240 likes | 520 Views
CloudStack Identity and Access Management (IAM). June 2014 Meghna Kale. In next 45 minutes …. Agenda What is IAM? IAM as a service Cloudstack IAM Background Proposal Architecture and Design Use cases Problems faced during 4.4 release . Sungard contribution. What is IAM? .
E N D
CloudStack Identity and Access Management (IAM) June 2014 Meghna Kale
In next 45 minutes … • Agenda • What is IAM? IAM as a service • Cloudstack IAM • Background • Proposal • Architecture and Design • Use cases • Problems faced during 4.4 release. • Sungard contribution.
What is IAM? What is IAM ? Identity and access management (IAM) is the security discipline that enables the right individuals to access the right resources at the right times for the right reasons. What does it do ? IAM enables you to securely control access to your application or product services and resources for your users. Using IAM, you can create and manage users and groups and use permissions to allow and deny their access to the resources.
… IAM ? Why IAM ? IAM addresses the mission-critical need to ensure appropriate access to resources across increasingly heterogeneous technology environments, and to meet increasingly rigorous compliance requirements. This security practice is a crucial undertaking for any enterprise. It is increasingly business-aligned, and it requires business skills, not just technical expertise. Enterprises that develop mature IAM capabilities can reduce their identity management costs and, more importantly, become significantly more agile in supporting new business initiatives.
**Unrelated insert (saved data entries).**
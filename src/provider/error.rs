#[derive(Debug, thiserror::Error)]
pub enum Error {
    #[error("unable to parse request")]
    MalformedRequest,
    #[error("invalid basic auth header")]
    InvalidBasicAuth,
    #[error("invalid authorization")]
    InvalidAuthorization,
    #[error("invalid client credentials")]
    Unauthorized,
    #[error("invalid client assertion: {0}")]
    InvalidAssertion(String),
    #[error("invalid grant")]
    InvalidGrant,
    #[error("invalid scope")]
    InvalidScope,
    #[error("client is not allowed to use this grant type")]
    UnauthorizedClient,
    #[error("not found")]
    NotFound,
    #[error("token expired")]
    Expired,
    #[error("storage error: {0}")]
    Storage(String),
    #[error("signing failed: {0}")]
    Signing(jsonwebtoken::errors::Error),
    #[error("encryption failed")]
    Encryption,
    #[error(transparent)]
    Serde(#[from] serde_json::Error),
}
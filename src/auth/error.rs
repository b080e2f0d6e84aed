#[derive(Debug, Clone)]
#[derive(serde::Serialize)]
pub struct ErrorResponse<K> {
    #[serde(rename = "error")]
    pub kind: K,
    #[serde(rename = "error_description")]
    #[serde(skip_serializing_if = "Option::is_none")]
    pub description: Option<String>,
    #[serde(rename = "error_uri")]
    #[serde(skip_serializing_if = "Option::is_none")]
    pub uri: Option<String>,
}

impl<K> ErrorResponse<K> {
    pub fn with_description(kind: K, description: impl Into<String>) -> Self {
        Self {
            kind,
            description: Some(description.into()),
            uri: None,
        }
    }
}
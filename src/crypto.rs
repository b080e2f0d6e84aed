//! Signing keys, compact JWS production and the reversible encryption used
//! for opaque bearer tokens.

use aes_gcm::aead::{Aead, KeyInit};
use aes_gcm::{Aes256Gcm, Key, Nonce};
use base64::engine::general_purpose::{STANDARD, URL_SAFE_NO_PAD};
use base64::Engine;
use jsonwebtoken::{Algorithm, EncodingKey, Header};
use rand::RngCore;

use crate::provider::error::Error;

const NONCE_SIZE: usize = 12;

/// The provider's active signing key.
///
/// Values are snapshots: a store hands out clones, so rotating the key in
/// the store never changes a key a request already holds.
#[derive(Clone)]
pub struct SigningKey {
    pub id: Option<String>,
    pub algorithm: Algorithm,
    pub key: EncodingKey,
}

impl std::fmt::Debug for SigningKey {
    fn fmt(&self, f: &mut std::fmt::Formatter<'_>) -> std::fmt::Result {
        write!(f, "SigningKey {{ id: {:?}, algorithm: {:?}, .. }}", self.id, self.algorithm)
    }
}

impl SigningKey {
    pub fn new(id: Option<String>, algorithm: Algorithm, key: EncodingKey) -> Self {
        Self { id, algorithm, key }
    }

    pub fn signature_algorithm(&self) -> Algorithm {
        self.algorithm
    }
}

pub struct Signer {
    header: Header,
    key: EncodingKey,
}

impl From<&SigningKey> for Signer {
    fn from(signing_key: &SigningKey) -> Self {
        let mut header = Header::new(signing_key.algorithm);
        header.kid = signing_key.id.clone();
        Self {
            header,
            key: signing_key.key.clone(),
        }
    }
}

/// Serializes `claims` and signs them into a compact JWS.
pub fn sign(claims: &impl serde::Serialize, signer: &Signer) -> Result<String, Error> {
    jsonwebtoken::encode(&signer.header, claims, &signer.key).map_err(Error::Signing)
}

/// Reversible encryption for opaque tokens.
pub trait Crypto: Send + Sync {
    fn encrypt(&self, plaintext: &str) -> Result<String, Error>;
    fn decrypt(&self, ciphertext: &str) -> Result<String, Error>;
}

/// AES-256-GCM with a random nonce prepended to the ciphertext, encoded as
/// unpadded base64url so the result is safe in headers and form bodies.
#[derive(Clone)]
pub struct AesCrypto {
    cipher: Aes256Gcm,
}

impl std::fmt::Debug for AesCrypto {
    fn fmt(&self, f: &mut std::fmt::Formatter<'_>) -> std::fmt::Result {
        write!(f, "AesCrypto {{ ... }}")
    }
}

impl AesCrypto {
    pub fn new(key: [u8; 32]) -> Self {
        Self {
            cipher: Aes256Gcm::new(Key::<Aes256Gcm>::from_slice(&key)),
        }
    }

    pub fn from_base64(key: &str) -> Result<Self, Error> {
        let bytes = STANDARD.decode(key.trim()).map_err(|_| Error::Encryption)?;
        let key: [u8; 32] = bytes.try_into().map_err(|_| Error::Encryption)?;
        Ok(Self::new(key))
    }

    pub fn generate_key() -> [u8; 32] {
        let mut key = [0u8; 32];
        rand::rngs::OsRng.fill_bytes(&mut key);
        key
    }
}

impl Crypto for AesCrypto {
    fn encrypt(&self, plaintext: &str) -> Result<String, Error> {
        let mut nonce = [0u8; NONCE_SIZE];
        rand::rngs::OsRng.fill_bytes(&mut nonce);

        let ciphertext = self
            .cipher
            .encrypt(Nonce::from_slice(&nonce), plaintext.as_bytes())
            .map_err(|_| Error::Encryption)?;

        let mut sealed = Vec::with_capacity(NONCE_SIZE + ciphertext.len());
        sealed.extend_from_slice(&nonce);
        sealed.extend_from_slice(&ciphertext);
        Ok(URL_SAFE_NO_PAD.encode(sealed))
    }

    fn decrypt(&self, ciphertext: &str) -> Result<String, Error> {
        let sealed = URL_SAFE_NO_PAD.decode(ciphertext).map_err(|_| Error::Encryption)?;
        if sealed.len() < NONCE_SIZE {
            return Err(Error::Encryption);
        }
        let (nonce, ciphertext) = sealed.split_at(NONCE_SIZE);
        let plaintext = self
            .cipher
            .decrypt(Nonce::from_slice(nonce), ciphertext)
            .map_err(|_| Error::Encryption)?;
        String::from_utf8(plaintext).map_err(|_| Error::Encryption)
    }
}

#[cfg(test)]
mod tests {
    use super::*;
    use jsonwebtoken::{DecodingKey, Validation};

    #[test]
    fn encrypt_is_reversible_and_randomized() {
        let crypto = AesCrypto::new(AesCrypto::generate_key());
        let first = crypto.encrypt("token-id:alice").unwrap();
        let second = crypto.encrypt("token-id:alice").unwrap();

        assert_ne!(first, second);
        assert_eq!(crypto.decrypt(&first).unwrap(), "token-id:alice");
    }

    #[test]
    fn decrypt_rejects_foreign_ciphertext() {
        let crypto = AesCrypto::new(AesCrypto::generate_key());
        let other = AesCrypto::new(AesCrypto::generate_key());
        let sealed = other.encrypt("token-id:alice").unwrap();

        assert!(crypto.decrypt(&sealed).is_err());
        assert!(crypto.decrypt("not base64 !").is_err());
        assert!(crypto.decrypt("AAAA").is_err());
    }

    #[test]
    fn from_base64_requires_32_bytes() {
        assert!(AesCrypto::from_base64(&STANDARD.encode([7u8; 32])).is_ok());
        assert!(AesCrypto::from_base64(&STANDARD.encode([7u8; 16])).is_err());
    }

    #[test]
    fn sign_sets_key_id_and_algorithm() {
        let key = SigningKey::new(
            Some("k1".to_string()),
            Algorithm::HS256,
            EncodingKey::from_secret(b"secret"),
        );
        let signer = Signer::from(&key);
        let token = sign(&serde_json::json!({ "sub": "alice", "exp": 4102444800u64 }), &signer).unwrap();

        let header = jsonwebtoken::decode_header(&token).unwrap();
        assert_eq!(header.kid.as_deref(), Some("k1"));
        assert_eq!(header.alg, Algorithm::HS256);

        let data = jsonwebtoken::decode::<serde_json::Value>(
            &token,
            &DecodingKey::from_secret(b"secret"),
            &Validation::new(Algorithm::HS256),
        )
        .unwrap();
        assert_eq!(data.claims["sub"], "alice");
    }
}
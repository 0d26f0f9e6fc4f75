//! Query service: list and existence searches over the record store.

use std::sync::Arc;

use serde::{Deserialize, Serialize};
use tracing::debug;

use crate::engine::{MatchConfig, MatchEngine, SearchCriteria};
use crate::store::RecordStore;
use crate::{DirectoryError, DoctorRecord, Result};

const NO_DATA: &str = "No data loaded";

/// Page-size bounds for list searches.
#[derive(Debug, Clone, Copy, PartialEq, Eq, Serialize, Deserialize)]
#[serde(default)]
pub struct PageLimits {
    /// Size used when the request gives none.
    pub default_size: usize,
    /// Larger requested sizes are clamped to this.
    pub max_size: usize,
}

impl Default for PageLimits {
    fn default() -> Self {
        Self {
            default_size: 20,
            max_size: 100,
        }
    }
}

/// A validated page request.
#[derive(Debug, Clone, Copy, PartialEq, Eq)]
pub struct PageRequest {
    /// 1-based page number.
    pub page: usize,
    /// Items per page, `1..=max_size`.
    pub size: usize,
}

impl PageRequest {
    /// Parses raw `page` / `size` query parameters.
    ///
    /// A missing page means 1 and a page below 1 is raised to 1. A missing
    /// size means the default; a non-positive size is rejected and an
    /// oversized one clamped. Non-integers are rejected.
    pub fn parse(page: Option<&str>, size: Option<&str>, limits: &PageLimits) -> Result<Self> {
        let page = match blank_to_none(page) {
            Some(raw) => parse_int("page", raw)?.max(1) as usize,
            None => 1,
        };

        let size = match blank_to_none(size) {
            Some(raw) => {
                let size = parse_int("size", raw)?;
                if size <= 0 {
                    return Err(DirectoryError::InvalidRequest(
                        "Page size must be a positive integer".to_string(),
                    ));
                }
                (size as usize).min(limits.max_size)
            }
            None => limits.default_size.min(limits.max_size),
        };

        Ok(Self { page, size: size.max(1) })
    }

    /// Start offset into the full match list.
    pub fn offset(&self) -> usize {
        (self.page - 1).saturating_mul(self.size)
    }
}

fn blank_to_none(value: Option<&str>) -> Option<&str> {
    value.map(str::trim).filter(|v| !v.is_empty())
}

fn parse_int(name: &str, raw: &str) -> Result<i64> {
    raw.parse::<i64>().map_err(|_| {
        DirectoryError::InvalidRequest(format!("Invalid '{}' parameter: must be an integer", name))
    })
}

/// One page of list-search results.
#[derive(Debug, Clone, PartialEq, Serialize, Deserialize)]
#[serde(rename_all = "camelCase")]
pub struct DoctorPage {
    /// Records on this page, in store order.
    pub doctors: Vec<DoctorRecord>,
    /// 1-based page number that was requested.
    pub current_page: usize,
    /// Page size that was applied.
    pub page_size: usize,
    /// Matches across all pages.
    pub total_items: usize,
    /// `ceil(total_items / page_size)`.
    pub total_pages: usize,
    /// Set when no data is loaded.
    #[serde(skip_serializing_if = "Option::is_none", default)]
    pub message: Option<String>,
}

impl DoctorPage {
    /// Slices `matches` according to `request`.
    pub fn slice(matches: Vec<DoctorRecord>, request: PageRequest) -> Self {
        let total_items = matches.len();
        let total_pages = total_items.div_ceil(request.size.max(1));
        let doctors = matches
            .into_iter()
            .skip(request.offset())
            .take(request.size)
            .collect();
        Self {
            doctors,
            current_page: request.page,
            page_size: request.size,
            total_items,
            total_pages,
            message: None,
        }
    }
}

/// Existence-search answer.
#[derive(Debug, Clone, PartialEq, Eq, Serialize, Deserialize)]
pub struct Existence {
    /// True when at least one record matched.
    pub result: bool,
    /// Set when the answer is `false` because no data is loaded.
    #[serde(skip_serializing_if = "Option::is_none", default)]
    pub reason: Option<String>,
}

/// Service health.
#[derive(Debug, Clone, PartialEq, Eq, Serialize, Deserialize)]
#[serde(rename_all = "camelCase")]
pub struct Status {
    /// Human-readable greeting.
    pub message: String,
    /// Always `OK` while the service answers.
    pub status: String,
    /// True when the store holds at least one record.
    pub data_loaded: bool,
    /// Records in the current snapshot.
    pub record_count: usize,
}

/// List and existence searches backed by a shared [`RecordStore`].
#[derive(Debug, Clone)]
pub struct QueryService {
    store: Arc<RecordStore>,
    list_engine: MatchEngine,
    exists_engine: MatchEngine,
    limits: PageLimits,
}

impl QueryService {
    /// Creates a service with the list and existence presets and default limits.
    pub fn new(store: Arc<RecordStore>) -> Self {
        Self {
            store,
            list_engine: MatchEngine::new(MatchConfig::list()),
            exists_engine: MatchEngine::new(MatchConfig::existence()),
            limits: PageLimits::default(),
        }
    }

    /// Sets the engine configuration for list searches.
    pub fn with_list_config(mut self, config: MatchConfig) -> Self {
        self.list_engine = MatchEngine::new(config);
        self
    }

    /// Sets the engine configuration for existence searches.
    pub fn with_existence_config(mut self, config: MatchConfig) -> Self {
        self.exists_engine = MatchEngine::new(config);
        self
    }

    /// Sets the page-size bounds.
    pub fn with_limits(mut self, limits: PageLimits) -> Self {
        self.limits = limits;
        self
    }

    /// Returns the page-size bounds.
    pub fn limits(&self) -> &PageLimits {
        &self.limits
    }

    /// Returns the backing store.
    pub fn store(&self) -> &Arc<RecordStore> {
        &self.store
    }

    /// Paginated list of matching records.
    pub fn list(&self, criteria: &SearchCriteria, request: PageRequest) -> DoctorPage {
        let records = self.store.snapshot();
        if records.is_empty() {
            let mut page = DoctorPage::slice(Vec::new(), request);
            page.message = Some(NO_DATA.to_string());
            return page;
        }

        let matches = self.list_engine.query(&records, criteria);
        debug!(
            "List search matched {} of {} records (page {}, size {})",
            matches.len(),
            records.len(),
            request.page,
            request.size
        );
        DoctorPage::slice(matches, request)
    }

    /// Parses raw pagination parameters and runs [`list`](Self::list).
    pub fn list_raw(
        &self,
        criteria: &SearchCriteria,
        page: Option<&str>,
        size: Option<&str>,
    ) -> Result<DoctorPage> {
        let request = PageRequest::parse(page, size, &self.limits)?;
        Ok(self.list(criteria, request))
    }

    /// Whether any record matches.
    pub fn exists(&self, criteria: &SearchCriteria) -> Existence {
        let records = self.store.snapshot();
        if records.is_empty() {
            return Existence {
                result: false,
                reason: Some(NO_DATA.to_string()),
            };
        }
        Existence {
            result: self.exists_engine.exists(&records, criteria),
            reason: None,
        }
    }

    /// Health summary with the current record count.
    pub fn status(&self) -> Status {
        let record_count = self.store.len();
        Status {
            message: "Doctor directory API is running".to_string(),
            status: "OK".to_string(),
            data_loaded: record_count > 0,
            record_count,
        }
    }
}

#[cfg(test)]
mod tests {
    use super::*;
    use crate::engine::DEFAULT_REQUIRED_MODE;

    fn service(count: usize) -> QueryService {
        let records = (0..count)
            .map(|i| {
                DoctorRecord::new(format!("Doctor {}", i))
                    .with_specialty(if i % 2 == 0 { "Cardiologie" } else { "ORL" })
                    .with_practice_mode(DEFAULT_REQUIRED_MODE)
            })
            .collect();
        QueryService::new(Arc::new(RecordStore::from_records(records)))
    }

    fn request(page: usize, size: usize) -> PageRequest {
        PageRequest { page, size }
    }

    #[test]
    fn test_page_request_defaults() {
        let req = PageRequest::parse(None, None, &PageLimits::default()).unwrap();
        assert_eq!(req, request(1, 20));
        let req = PageRequest::parse(Some(""), Some(" "), &PageLimits::default()).unwrap();
        assert_eq!(req, request(1, 20));
    }

    #[test]
    fn test_page_request_clamps() {
        let limits = PageLimits::default();
        assert_eq!(PageRequest::parse(Some("0"), None, &limits).unwrap().page, 1);
        assert_eq!(PageRequest::parse(Some("-3"), None, &limits).unwrap().page, 1);
        assert_eq!(PageRequest::parse(None, Some("500"), &limits).unwrap().size, 100);
        assert_eq!(PageRequest::parse(Some("3"), Some("7"), &limits).unwrap(), request(3, 7));
    }

    #[test]
    fn test_page_request_rejects_bad_input() {
        let limits = PageLimits::default();
        for (page, size) in [
            (Some("abc"), None),
            (Some("1.5"), None),
            (None, Some("0")),
            (None, Some("-1")),
            (None, Some("ten")),
        ] {
            let err = PageRequest::parse(page, size, &limits).unwrap_err();
            assert!(matches!(err, DirectoryError::InvalidRequest(_)), "{:?}", (page, size));
        }
    }

    #[test]
    fn test_list_slices_in_order() {
        let svc = service(45);
        let page = svc.list(&SearchCriteria::new(), request(3, 20));
        assert_eq!(page.total_items, 45);
        assert_eq!(page.total_pages, 3);
        assert_eq!(page.doctors.len(), 5);
        assert_eq!(page.doctors[0].full_name, "Doctor 40");
        assert_eq!(page.current_page, 3);
        assert_eq!(page.page_size, 20);
        assert!(page.message.is_none());
    }

    #[test]
    fn test_list_page_past_end_is_empty() {
        let page = service(5).list(&SearchCriteria::new(), request(4, 2));
        assert!(page.doctors.is_empty());
        assert_eq!(page.total_items, 5);
        assert_eq!(page.total_pages, 3);
    }

    #[test]
    fn test_slices_concatenate_to_full_scan() {
        let svc = service(23);
        let criteria = SearchCriteria::new().with_specialty("cardiologie");
        let full = svc.list(&criteria, request(1, 100)).doctors;
        for size in 1..=7 {
            let mut collected = Vec::new();
            let pages = svc.list(&criteria, request(1, size)).total_pages;
            assert_eq!(pages, full.len().div_ceil(size));
            for page in 1..=pages {
                collected.extend(svc.list(&criteria, request(page, size)).doctors);
            }
            assert_eq!(collected, full);
        }
    }

    #[test]
    fn test_empty_store_list_and_exists() {
        let svc = service(0);
        let page = svc.list(&SearchCriteria::new(), request(1, 20));
        assert!(page.doctors.is_empty());
        assert_eq!(page.total_items, 0);
        assert_eq!(page.total_pages, 0);
        assert_eq!(page.message.as_deref(), Some("No data loaded"));

        let existence = svc.exists(&SearchCriteria::new());
        assert!(!existence.result);
        assert!(existence.reason.is_some());

        let status = svc.status();
        assert!(!status.data_loaded);
        assert_eq!(status.record_count, 0);
        assert_eq!(status.status, "OK");
    }

    #[test]
    fn test_exists_agrees_with_list_under_same_config() {
        let svc = service(10).with_existence_config(MatchConfig::list());
        for criteria in [
            SearchCriteria::new().with_name("Doctor 3"),
            SearchCriteria::new().with_specialty("Dermatologie"),
            SearchCriteria::new().with_specialty("orl"),
        ] {
            let listed = svc.list(&criteria, request(1, 1)).total_items;
            assert_eq!(svc.exists(&criteria).result, listed > 0);
        }
    }

    #[test]
    fn test_list_raw_propagates_validation_error() {
        let svc = service(3);
        assert!(svc.list_raw(&SearchCriteria::new(), None, Some("0")).is_err());
        let page = svc.list_raw(&SearchCriteria::new(), Some("2"), Some("2")).unwrap();
        assert_eq!(page.doctors.len(), 1);
    }

    #[test]
    fn test_page_serializes_camel_case() {
        let page = service(1).list(&SearchCriteria::new(), request(1, 20));
        let json = serde_json::to_value(&page).unwrap();
        assert_eq!(json["currentPage"], 1);
        assert_eq!(json["totalPages"], 1);
        assert_eq!(json["doctors"][0]["fullName"], "Doctor 0");
        assert!(json.get("message").is_none());
    }
}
Amazon : IAM as a service AWS Identity and Access Management AWS Identity and Access Management (IAM) is a web service that enables Amazon Web Services (AWS) customers to manage users and user permissions in AWS. The service is targeted at organizations with multiple users or systems that use AWS products such as Amazon EC2, Amazon SimpleDB, and the AWS Management Console. With IAM, you can centrally manage users, security credentials such as access keys, and permissions that control which AWS resources users can access.
Cloudstack IAM : Background Existing role bases access control in Cloudstack Fixed roles (Root Admin, Domain Admin, User) Prebaked Access control. No support for custom roles. Special hard-coded access control logic baked in service layer for some resources like networks, affinity groups, etc. Granting permissions by dedicated API’s is very restrictive.
Proposal • Component diagram of the IAM module. • Server : • – An implementation of pure IAM taxonomy independent of CloudStack. • – Out-of-box IAM server implementation based on cloudstackIAM schema • – Provide IAM server interface for third-party (LDAP/AD based) to implement a different IAM server. • Plugin: • A plugin integrated with CloudStack through adapter interfaces: • APIChecker • SecurityChecker • QuerySelector
Proposal Component diagram of the IAM module.
Proposal Component diagram of the IAM module. IAM Plugin: • IAM APIs • Adapters –APIChecker –SecurityChecker •AccessType –QuerySelector • Plugin understands CloudStack’sterminology.
Proposal IAM API’s :
Design Group Group contains a number of CloudStack accounts. Customers should be able to Create, Edit, List and Delete Groups. Editing includes adding or removing accounts to or from a group. Account Account is just our current CloudStack Account, all the permission controls are done at Account level. We can assign an Account to more than one Group. User CloudStack user just contains login credentials, and this is not the level that we are performing permission control.
Design … Policy Policy is a set of permission. Customer should be able to attach several policies to a Group to define the permission for that group. By default, we have the following 3 types of policy templates: Root Admin Policy: have permissions to all resources in the CloudStack for allowed APIs. Domain Admin Policy: have permissions to all resources under the belonging domain for allowed APIs. Resource Owner Policy: have permissions to all owned resources for allowed APIs. Other than that, customer should be able to define customized policies by grant or deny permission to customize permissions for the group.
Design … Permission A policy consists of set of Permissions. A Permission is a way of defining access control.Using Permission, customer defines what actions are allowed or denied, on what resources, under which account or domain. A single permission definition consists of: - Action (API Name) - Allow / Deny - Scope (Account | Domain | Resource) - Scope Id (Id of the above defined scope) - Resource Type
Use cases 1: Custom Policy: Use case : Domain Admin wants to grant “read only access” to all VM’s for his domain to some accounts.
Use cases 2: Cross-Account Grant: Use case : Account A has a VM and wants to grant Account B to start/stop this VM.
Problems faced in 4.4 release : During the development of IAM feature, it was found that there are several areas of current APIs which are not compatible with the Real IAM model introduced. For these reasons this feature is disabled in 4.4 release. - Current implementation of the list APIs is tied tightly with the default roles (root admin,domain.admin, regular user). - There are few flags in API which do not have a clear definition and also which one takes precedence like listAll, isRecursive. - The owner of the entities being created is implicitly derived from other entities used in the creation. This will break granting, even if user A grants a resource to user B, the entity created by user B is still owned by user A.